OMB tightens hold on data center policy

Superseding the 2010 memo on data center consolidation, a new draft guidance would elevate emphasis on cloud, shared services and savings.

Federal CIO Tony Scott released a major revision of data center consolidation policy.

Federal CIO Tony Scott is looking for feedback on new governmentwide data center consolidation policy.

Meant to supersede the Office of Management and Budget's 2010 Federal Data Center Consolidation Initiative, the new Data Center Optimization Initiative went online March 2 for a 30-day comment period.

The policy would bring data center guidance in line with the Federal IT Acquisition Reform Act, requiring agencies to develop annual data center consolidation plans and stressing a "cloud first" and shared services-heavy approach.
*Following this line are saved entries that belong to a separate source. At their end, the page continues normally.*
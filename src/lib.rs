// ==========================================
// 员工画像看板 - 核心库
// ==========================================
// 技术栈: Rust + SQLite + Gemini
// 系统定位: 员工数据归一、综合评分与 AI 定性画像
// ==========================================

// ==========================================
// 模块声明
// ==========================================

// 领域层 - 标准记录与类型
pub mod domain;

// 数据仓储层 - 数据访问
pub mod repository;

// 引擎层 - 记录构建与评分
pub mod engine;

// 配置层 - 应用配置与密钥
pub mod config;

// 数据库基础设施（数据源打开/只读 PRAGMA）
pub mod db;

// 日志系统
pub mod logging;

// AI 画像服务
pub mod narrative;

// API 层 - 业务接口
pub mod api;

// ==========================================
// 重导出核心类型
// ==========================================

// 领域类型
pub use domain::types::{Level, LevelLabel, Score};

// 领域实体
pub use domain::{AnalyzedEmployee, CategoryGroup, Employee, Narrative};

// 引擎
pub use engine::{build_employees, calculate_employee_score, RecordBuilder, ScoreBreakdown};

// 配置
pub use config::{AppConfig, CredentialStore, FileCredentialStore, MemoryCredentialStore};

// AI 画像
pub use narrative::{GeminiNarrativeService, NarrativeService};

// API
pub use api::{AnalyzeOutcome, ApiError, ApiResult, DashboardSummary, EmployeeApi};

// ==========================================
// 常量定义
// ==========================================

// 系统版本
pub const VERSION: &str = env!("CARGO_PKG_VERSION");

// 系统名称
pub const APP_NAME: &str = "北区客户部员工画像看板";
// ==========================================
// 员工画像看板 - API 层
// ==========================================
// 职责: 对外业务接口（加载、检索、看板、AI 画像、密钥）
// ==========================================

pub mod employee_api;
pub mod error;

// 重导出
pub use employee_api::{AnalyzeOutcome, DashboardSummary, EmployeeApi, RankingEntry};
pub use error::{ApiError, ApiResult};
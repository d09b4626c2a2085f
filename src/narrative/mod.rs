// ==========================================
// 员工画像看板 - AI 画像服务
// ==========================================
// 输入: 标准记录 + 密钥
// 输出: {persona, diagnosis}；任何失败都返回固定画像，不向上抛错
// 约束: 只做定性分析，提示词要求服务不计算、不引用分数
// ==========================================

pub mod error;
pub mod gemini;
pub mod prompt;

use crate::domain::analysis::Narrative;
use crate::domain::employee::Employee;
use async_trait::async_trait;

pub use error::NarrativeError;
pub use gemini::GeminiNarrativeService;

// ==========================================
// NarrativeService Trait
// ==========================================
#[async_trait]
pub trait NarrativeService: Send + Sync {
    /// 生成 AI 画像
    ///
    /// 不会失败：失败时返回 `Narrative::sentinel()`
    async fn analyze(&self, employee: &Employee, credential: &str) -> Narrative;
}
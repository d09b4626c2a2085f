// ==========================================
// 员工画像看板 - 配置层错误类型
// ==========================================
// 工具: thiserror 派生宏
// ==========================================

use std::path::PathBuf;
use thiserror::Error;

/// 配置层错误类型
#[derive(Error, Debug)]
pub enum ConfigError {
    #[error("无法定位用户配置目录")]
    ConfigDirUnavailable,

    #[error("密钥读写失败 ({path}): {source}")]
    CredentialIo {
        path: PathBuf,
        #[source]
        source: std::io::Error,
    },

    #[error("锁获取失败: {0}")]
    LockError(String),
}

/// Result 类型别名
pub type ConfigResult<T> = Result<T, ConfigError>;
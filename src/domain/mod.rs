// ==========================================
// 员工画像看板 - 领域层
// ==========================================
// 职责: 标准员工记录、等级/评分类型、AI 画像
// ==========================================

pub mod analysis;
pub mod employee;
pub mod types;

// 重导出核心类型
pub use analysis::{AnalyzedEmployee, Narrative, SENTINEL_DIAGNOSIS, SENTINEL_PERSONA};
pub use employee::{
    AbilityRequirements, BasicInfo, CategoryGroup, Competency, Education, Employee,
    KnowledgeSkills, PersonalityTraits, ProfessionalSkills, Values, WorkExperience,
};
pub use types::{Level, LevelLabel, Score, PLACEHOLDER_TEXT};
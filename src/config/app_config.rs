// ==========================================
// 员工画像看板 - 应用配置
// ==========================================
// 来源: 环境变量优先，其次用户数据目录
// ==========================================

use crate::db::resolve_location;
use std::path::PathBuf;
use std::time::Duration;

// ==========================================
// 配置键常量
// ==========================================
pub mod config_keys {
    /// 数据源地址（本地路径或 URL）
    pub const DB_LOCATION: &str = "TALENT_BOARD_DB";
    /// 相对路径数据源的基准目录
    pub const DATA_DIR: &str = "TALENT_BOARD_DATA_DIR";
    /// 远程数据源下载超时（秒）
    pub const FETCH_TIMEOUT_SECONDS: &str = "TALENT_BOARD_FETCH_TIMEOUT_SECONDS";

    // AI 画像服务
    pub const GEMINI_MODEL: &str = "GEMINI_MODEL";
    pub const GEMINI_BASE_URL: &str = "GEMINI_BASE_URL";
    pub const GEMINI_TIMEOUT_SECONDS: &str = "GEMINI_TIMEOUT_SECONDS";
}

pub const DEFAULT_GEMINI_MODEL: &str = "gemini-2.5-flash";
pub const DEFAULT_GEMINI_BASE_URL: &str = "https://generativelanguage.googleapis.com/v1beta";
pub const DEFAULT_FETCH_TIMEOUT_SECS: u64 = 30;
pub const DEFAULT_GEMINI_TIMEOUT_SECS: u64 = 60;

/// 应用目录名
pub const APP_DIR_NAME: &str = "talent-board";

// ==========================================
// NarrativeConfig - AI 画像服务配置
// ==========================================
#[derive(Debug, Clone, PartialEq, Eq)]
pub struct NarrativeConfig {
    pub model: String,
    pub base_url: String,
    pub timeout: Duration,
}

impl Default for NarrativeConfig {
    fn default() -> Self {
        Self {
            model: DEFAULT_GEMINI_MODEL.to_string(),
            base_url: DEFAULT_GEMINI_BASE_URL.to_string(),
            timeout: Duration::from_secs(DEFAULT_GEMINI_TIMEOUT_SECS),
        }
    }
}

// ==========================================
// AppConfig
// ==========================================
#[derive(Debug, Clone, PartialEq, Eq)]
pub struct AppConfig {
    /// 已解析的数据源地址
    pub db_location: String,
    pub fetch_timeout: Duration,
    pub narrative: NarrativeConfig,
}

impl AppConfig {
    /// 使用指定数据源地址，其余取默认值
    pub fn with_location(db_location: impl Into<String>) -> Self {
        Self {
            db_location: db_location.into(),
            fetch_timeout: Duration::from_secs(DEFAULT_FETCH_TIMEOUT_SECS),
            narrative: NarrativeConfig::default(),
        }
    }

    /// 从环境变量读取配置
    pub fn from_env() -> Self {
        Self::from_lookup(|key| std::env::var(key).ok())
    }

    /// 从任意键值来源读取配置（便于测试）
    pub fn from_lookup<F: Fn(&str) -> Option<String>>(lookup: F) -> Self {
        let get = |key: &str| {
            lookup(key)
                .map(|v| v.trim().to_string())
                .filter(|v| !v.is_empty())
        };
        let get_secs = |key: &str, default: u64| {
            let raw = get(key);
            match raw.as_deref().map(str::parse::<u64>) {
                Some(Ok(secs)) if secs > 0 => Duration::from_secs(secs),
                Some(_) => {
                    tracing::warn!(config_key = key, raw_value = ?raw, "超时配置格式错误，使用默认值");
                    Duration::from_secs(default)
                }
                None => Duration::from_secs(default),
            }
        };

        let base_dir = get(config_keys::DATA_DIR)
            .map(PathBuf::from)
            .unwrap_or_else(default_data_dir);
        let db_location = resolve_location(get(config_keys::DB_LOCATION).as_deref(), &base_dir);

        Self {
            db_location,
            fetch_timeout: get_secs(config_keys::FETCH_TIMEOUT_SECONDS, DEFAULT_FETCH_TIMEOUT_SECS),
            narrative: NarrativeConfig {
                model: get(config_keys::GEMINI_MODEL)
                    .unwrap_or_else(|| DEFAULT_GEMINI_MODEL.to_string()),
                base_url: get(config_keys::GEMINI_BASE_URL)
                    .map(|url| url.trim_end_matches('/').to_string())
                    .unwrap_or_else(|| DEFAULT_GEMINI_BASE_URL.to_string()),
                timeout: get_secs(config_keys::GEMINI_TIMEOUT_SECONDS, DEFAULT_GEMINI_TIMEOUT_SECS),
            },
        }
    }
}

/// 默认数据目录: <用户数据目录>/talent-board，取不到时为当前目录
pub fn default_data_dir() -> PathBuf {
    dirs::data_dir()
        .map(|dir| dir.join(APP_DIR_NAME))
        .unwrap_or_else(|| PathBuf::from("."))
}
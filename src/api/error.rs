// ==========================================
// 员工画像看板 - API层错误类型
// ==========================================
// 职责: 定义API层错误类型，转换Repository/Config错误为用户可读的错误消息
// 约束: 加载失败对调用方只暴露 DataSourceUnavailable
// ==========================================

use crate::config::error::ConfigError;
use crate::repository::error::RepositoryError;
use thiserror::Error;

/// API层错误类型
#[derive(Error, Debug)]
pub enum ApiError {
    // ==========================================
    // 数据源错误
    // ==========================================
    #[error("数据源不可用 ({location}): {reason}")]
    DataSourceUnavailable { location: String, reason: String },

    // ==========================================
    // 业务错误
    // ==========================================
    #[error("资源未找到: {0}")]
    NotFound(String),

    #[error("密钥存储失败: {0}")]
    CredentialStoreError(String),

    // ==========================================
    // 通用错误
    // ==========================================
    #[error("内部错误: {0}")]
    InternalError(String),

    #[error(transparent)]
    Other(#[from] anyhow::Error),
}

impl ApiError {
    /// 将加载过程中的任意仓储错误归并为 DataSourceUnavailable
    ///
    /// # 参数
    /// - location: 本次加载的数据源地址
    /// - err: 仓储层错误
    pub fn data_source(location: &str, err: RepositoryError) -> Self {
        match err {
            RepositoryError::DataSourceUnavailable { location, reason } => {
                ApiError::DataSourceUnavailable { location, reason }
            }
            other => ApiError::DataSourceUnavailable {
                location: location.to_string(),
                reason: other.to_string(),
            },
        }
    }
}

// ==========================================
// 从 RepositoryError 转换
// ==========================================
impl From<RepositoryError> for ApiError {
    fn from(err: RepositoryError) -> Self {
        match err {
            RepositoryError::DataSourceUnavailable { location, reason } => {
                ApiError::DataSourceUnavailable { location, reason }
            }
            RepositoryError::UnsupportedLocation(location) => ApiError::DataSourceUnavailable {
                reason: format!("不支持的数据源地址: {}", location),
                location,
            },
            RepositoryError::LockError(msg) => {
                ApiError::InternalError(format!("数据库锁获取失败: {}", msg))
            }
            RepositoryError::DatabaseQueryError(msg) => {
                ApiError::InternalError(format!("数据库查询失败: {}", msg))
            }
            RepositoryError::InternalError(msg) => ApiError::InternalError(msg),
            RepositoryError::Other(e) => ApiError::Other(e),
        }
    }
}

// ==========================================
// 从 ConfigError 转换
// ==========================================
impl From<ConfigError> for ApiError {
    fn from(err: ConfigError) -> Self {
        match err {
            ConfigError::LockError(msg) => ApiError::InternalError(format!("锁获取失败: {}", msg)),
            other => ApiError::CredentialStoreError(other.to_string()),
        }
    }
}

/// API层Result类型别名
pub type ApiResult<T> = Result<T, ApiError>;

#[cfg(test)]
mod tests {
    use super::*;

    #[test]
    fn test_load_errors_become_data_source_unavailable() {
        let err = ApiError::data_source(
            "/srv/hr.db",
            RepositoryError::DatabaseQueryError("no such column: seq".to_string()),
        );
        match err {
            ApiError::DataSourceUnavailable { location, reason } => {
                assert_eq!(location, "/srv/hr.db");
                assert!(reason.contains("no such column"));
            }
            other => panic!("期望 DataSourceUnavailable, 实际: {:?}", other),
        }

        // 已经携带地址的错误保持原样
        let err = ApiError::data_source(
            "/srv/hr.db",
            RepositoryError::unavailable("https://example.com/hr.db", "HTTP 404"),
        );
        assert!(matches!(
            err,
            ApiError::DataSourceUnavailable { ref location, .. } if location == "https://example.com/hr.db"
        ));
    }

    #[test]
    fn test_config_error_conversion() {
        let err: ApiError = ConfigError::ConfigDirUnavailable.into();
        assert!(matches!(err, ApiError::CredentialStoreError(_)));

        let err: ApiError = ConfigError::LockError("poisoned".into()).into();
        assert!(matches!(err, ApiError::InternalError(_)));
    }
}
The General Services Administration's Office of Government-wide Policy will be charged with standing up data center shared services management.

GSA will also work with OMB to define the word "significant," as it applies to data centers, within 60 days of the policy's final publication. Starting 180 days after the memo's official debut, agencies will be barred from spending on new data centers or significantly expanding old ones unless they can get Scott's office to agree to an exception.
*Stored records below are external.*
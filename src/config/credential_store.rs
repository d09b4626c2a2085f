// ==========================================
// 员工画像看板 - AI 密钥存储
// ==========================================
// 职责: 持久化单个用户级密钥（get / set / clear）
// 约束: "未设置" 与 "设置为空串" 必须可区分
// ==========================================

use crate::config::app_config::APP_DIR_NAME;
use crate::config::error::{ConfigError, ConfigResult};
use std::io::ErrorKind;
use std::path::{Path, PathBuf};
use std::sync::Mutex;

/// 密钥文件名
pub const CREDENTIAL_FILE_NAME: &str = "gemini_api_key";

// ==========================================
// CredentialStore Trait
// ==========================================
pub trait CredentialStore: Send + Sync {
    /// 读取密钥；未设置返回 None
    fn get(&self) -> ConfigResult<Option<String>>;

    /// 写入密钥（允许空串）
    fn set(&self, value: &str) -> ConfigResult<()>;

    /// 清除密钥
    fn clear(&self) -> ConfigResult<()>;
}

// ==========================================
// FileCredentialStore - 用户配置目录下的文件
// ==========================================
#[derive(Debug, Clone)]
pub struct FileCredentialStore {
    path: PathBuf,
}

impl FileCredentialStore {
    pub fn new(path: impl Into<PathBuf>) -> Self {
        Self { path: path.into() }
    }

    /// 默认位置: <用户配置目录>/talent-board/gemini_api_key
    pub fn in_user_config_dir() -> ConfigResult<Self> {
        let dir = dirs::config_dir().ok_or(ConfigError::ConfigDirUnavailable)?;
        Ok(Self::new(dir.join(APP_DIR_NAME).join(CREDENTIAL_FILE_NAME)))
    }

    pub fn path(&self) -> &Path {
        &self.path
    }

    fn io_error(&self, source: std::io::Error) -> ConfigError {
        ConfigError::CredentialIo {
            path: self.path.clone(),
            source,
        }
    }
}

impl CredentialStore for FileCredentialStore {
    fn get(&self) -> ConfigResult<Option<String>> {
        match std::fs::read_to_string(&self.path) {
            Ok(value) => Ok(Some(value)),
            Err(e) if e.kind() == ErrorKind::NotFound => Ok(None),
            Err(e) => Err(self.io_error(e)),
        }
    }

    fn set(&self, value: &str) -> ConfigResult<()> {
        if let Some(parent) = self.path.parent() {
            std::fs::create_dir_all(parent).map_err(|e| self.io_error(e))?;
        }
        std::fs::write(&self.path, value).map_err(|e| self.io_error(e))?;
        tracing::info!(path = %self.path.display(), "AI 密钥已保存");
        Ok(())
    }

    fn clear(&self) -> ConfigResult<()> {
        match std::fs::remove_file(&self.path) {
            Ok(()) => {
                tracing::info!(path = %self.path.display(), "AI 密钥已清除");
                Ok(())
            }
            Err(e) if e.kind() == ErrorKind::NotFound => Ok(()),
            Err(e) => Err(self.io_error(e)),
        }
    }
}

// ==========================================
// MemoryCredentialStore - 进程内存储
// ==========================================
#[derive(Debug, Default)]
pub struct MemoryCredentialStore {
    value: Mutex<Option<String>>,
}

impl MemoryCredentialStore {
    pub fn new() -> Self {
        Self::default()
    }

    pub fn with_value(value: impl Into<String>) -> Self {
        Self {
            value: Mutex::new(Some(value.into())),
        }
    }

    fn lock(&self) -> ConfigResult<std::sync::MutexGuard<Option<String>>> {
        self.value
            .lock()
            .map_err(|e| ConfigError::LockError(e.to_string()))
    }
}

impl CredentialStore for MemoryCredentialStore {
    fn get(&self) -> ConfigResult<Option<String>> {
        Ok(self.lock()?.clone())
    }

    fn set(&self, value: &str) -> ConfigResult<()> {
        *self.lock()? = Some(value.to_string());
        Ok(())
    }

    fn clear(&self) -> ConfigResult<()> {
        *self.lock()? = None;
        Ok(())
    }
}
The draft memo comes on the heels of a Government Accountability Office report that stressed the need for clearer goals in the consolidation push.

The memo dives into power savings, requiring data center optimization focused on energy metering and measuring power usage effectiveness -- all aimed at making the data centers government continues to run more efficient.
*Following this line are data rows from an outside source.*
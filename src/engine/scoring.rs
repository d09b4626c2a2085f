// ==========================================
// 员工画像看板 - 综合评分引擎
// ==========================================
// 四项子分（均归一到 0-100）加权:
// - 知识技能   0.25  (分值/5)*100 的平均
// - 能力要求   0.35  (分值/5)*100 的平均
// - 人格特质   0.20  等级映射分的平均
// - 胜任能力+专业技能 0.20  6 个等级映射分的平均
// 纯函数: 无 I/O、无随机性
// ==========================================

use crate::domain::employee::{CategoryGroup, Employee};
use crate::domain::types::{Level, LevelLabel, Score};
use serde::Serialize;

pub const KNOWLEDGE_WEIGHT: f64 = 0.25;
pub const ABILITY_WEIGHT: f64 = 0.35;
pub const TRAITS_WEIGHT: f64 = 0.20;
pub const COMPETENCY_WEIGHT: f64 = 0.20;

/// 无法识别的等级标签的映射分（包括 "待补充"）
pub const UNRECOGNIZED_LEVEL_SCORE: f64 = 60.0;

/// 等级标签 → 0-100 映射分
///
/// 高/5 → 95，中/4 → 75，低/1-3 → 55，其他 → 60
pub fn level_score(label: &LevelLabel) -> f64 {
    match label.level() {
        Some(Level::High) => 95.0,
        Some(Level::Mid) => 75.0,
        Some(Level::Low) => 55.0,
        None => UNRECOGNIZED_LEVEL_SCORE,
    }
}

/// 1-5 分 → 0-100
pub fn scale_score(score: Score) -> f64 {
    score.value() as f64 / Score::MAX as f64 * 100.0
}

fn average<I: IntoIterator<Item = f64>>(values: I) -> f64 {
    let (sum, count) = values
        .into_iter()
        .fold((0.0, 0usize), |(sum, count), v| (sum + v, count + 1));
    if count == 0 {
        0.0
    } else {
        sum / count as f64
    }
}

// ==========================================
// ScoreBreakdown - 子分明细
// ==========================================
#[derive(Debug, Clone, Copy, PartialEq, Serialize)]
pub struct ScoreBreakdown {
    pub knowledge: f64,
    pub ability: f64,
    pub traits: f64,
    pub competency: f64,
}

impl ScoreBreakdown {
    /// 计算四项子分
    pub fn of(employee: &Employee) -> Self {
        let knowledge = average(
            employee
                .knowledge_skills
                .values()
                .into_iter()
                .map(|s| scale_score(*s)),
        );
        let ability = average(
            employee
                .ability_requirements
                .values()
                .into_iter()
                .map(|s| scale_score(*s)),
        );
        let traits = average(
            employee
                .personality_traits
                .values()
                .into_iter()
                .map(level_score),
        );
        let competency = average(
            employee
                .competency
                .values()
                .into_iter()
                .chain(employee.professional_skills.values())
                .map(level_score),
        );

        Self {
            knowledge,
            ability,
            traits,
            competency,
        }
    }

    /// 加权合计（未取整）
    pub fn weighted_total(&self) -> f64 {
        self.knowledge * KNOWLEDGE_WEIGHT
            + self.ability * ABILITY_WEIGHT
            + self.traits * TRAITS_WEIGHT
            + self.competency * COMPETENCY_WEIGHT
    }
}

/// 计算综合评分 (0-100)
///
/// 取整使用 `f64::round`（四舍五入，.5 远离零）
pub fn calculate_employee_score(employee: &Employee) -> u8 {
    let total = ScoreBreakdown::of(employee).weighted_total();
    total.round().clamp(0.0, 100.0) as u8
}

#[cfg(test)]
mod tests {
    use super::*;
    use crate::domain::employee::*;
    use crate::domain::types::PLACEHOLDER_TEXT;

    fn employee_with(label: LevelLabel, score: Score) -> Employee {
        Employee {
            seq: 1,
            basic: BasicInfo {
                name: "张三".into(),
                gender: "男".into(),
                age: 30,
                hobby: PLACEHOLDER_TEXT.into(),
                personality: PLACEHOLDER_TEXT.into(),
                family: PLACEHOLDER_TEXT.into(),
            },
            work: WorkExperience {
                years_in_industry: 0.0,
                job_hops: 0.0,
                previous_job: PLACEHOLDER_TEXT.into(),
            },
            education: Education {
                degree: PLACEHOLDER_TEXT.into(),
                school: PLACEHOLDER_TEXT.into(),
                major: PLACEHOLDER_TEXT.into(),
            },
            values: Values::from_fn(|_| LevelLabel::Unrated(PLACEHOLDER_TEXT.into())),
            competency: Competency::from_fn(|_| label.clone()),
            professional_skills: ProfessionalSkills::from_fn(|_| label.clone()),
            personality_traits: PersonalityTraits::from_fn(|_| label.clone()),
            knowledge_skills: KnowledgeSkills::from_fn(|_| score),
            ability_requirements: AbilityRequirements::from_fn(|_| score),
        }
    }

    #[test]
    fn test_level_score_table() {
        assert_eq!(level_score(&LevelLabel::from_text("高")), 95.0);
        assert_eq!(level_score(&LevelLabel::from_text("5")), 95.0);
        assert_eq!(level_score(&LevelLabel::from_text("中")), 75.0);
        assert_eq!(level_score(&LevelLabel::from_text("4")), 75.0);
        assert_eq!(level_score(&LevelLabel::from_text("低")), 55.0);
        assert_eq!(level_score(&LevelLabel::from_text("1")), 55.0);
        assert_eq!(level_score(&LevelLabel::from_text("技术弱，中")), 60.0);
        assert_eq!(level_score(&LevelLabel::from_text(PLACEHOLDER_TEXT)), 60.0);
    }

    #[test]
    fn test_defaults_score_66() {
        let emp = employee_with(LevelLabel::default(), Score::DEFAULT);
        let breakdown = ScoreBreakdown::of(&emp);
        assert!((breakdown.knowledge - 60.0).abs() < 1e-9);
        assert!((breakdown.ability - 60.0).abs() < 1e-9);
        assert!((breakdown.traits - 75.0).abs() < 1e-9);
        assert!((breakdown.competency - 75.0).abs() < 1e-9);
        assert_eq!(calculate_employee_score(&emp), 66);
    }

    #[test]
    fn test_all_high_scores_98() {
        // 25 + 35 + 19 + 19 = 98："高" 映射为 95 而非 100
        let emp = employee_with(LevelLabel::Rated(Level::High), Score::new(5).unwrap());
        assert_eq!(calculate_employee_score(&emp), 98);
    }

    #[test]
    fn test_all_low_scores() {
        // 20*0.25 + 20*0.35 + 55*0.2 + 55*0.2 = 34
        let emp = employee_with(LevelLabel::Rated(Level::Low), Score::new(1).unwrap());
        assert_eq!(calculate_employee_score(&emp), 34);
    }

    #[test]
    fn test_unrecognized_labels_use_60() {
        // 60*0.25 + 60*0.35 + 60*0.2 + 60*0.2 = 60
        let emp = employee_with(LevelLabel::Unrated("优秀".into()), Score::DEFAULT);
        assert_eq!(calculate_employee_score(&emp), 60);
    }

    #[test]
    fn test_values_do_not_affect_score() {
        let mut emp = employee_with(LevelLabel::default(), Score::DEFAULT);
        let before = calculate_employee_score(&emp);
        emp.values = Values::from_fn(|_| LevelLabel::Rated(Level::High));
        assert_eq!(calculate_employee_score(&emp), before);
    }

    #[test]
    fn test_competency_and_skills_are_averaged_together() {
        let mut emp = employee_with(LevelLabel::default(), Score::DEFAULT);
        emp.competency = Competency::from_fn(|_| LevelLabel::Rated(Level::High));
        emp.professional_skills = ProfessionalSkills::from_fn(|_| LevelLabel::Rated(Level::Low));
        let breakdown = ScoreBreakdown::of(&emp);
        assert!((breakdown.competency - 75.0).abs() < 1e-9);
    }

    #[test]
    fn test_score_is_deterministic_and_bounded() {
        let labels = [
            LevelLabel::Rated(Level::Low),
            LevelLabel::Rated(Level::Mid),
            LevelLabel::Rated(Level::High),
            LevelLabel::Unrated("x".into()),
        ];
        for label in labels {
            for v in Score::MIN..=Score::MAX {
                let emp = employee_with(label.clone(), Score::new(v).unwrap());
                let first = calculate_employee_score(&emp);
                assert_eq!(first, calculate_employee_score(&emp));
                assert!(first <= 100);
            }
        }
    }
}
But the main thrust of the 2010 memo -- close down and combine centers -- will remain in effect.

The draft memo lays out a two-category system: If a center has independent cooling, an uninterruptible power supply with a backup generator and separate physical space for IT infrastructure, it's tiered; if not, it's non-tiered.

By the end of fiscal 2018, agencies will need to reduce physical data center costs by 25 percent overall, and close 25 percent of tiered and 60 percent of non-tiered data centers.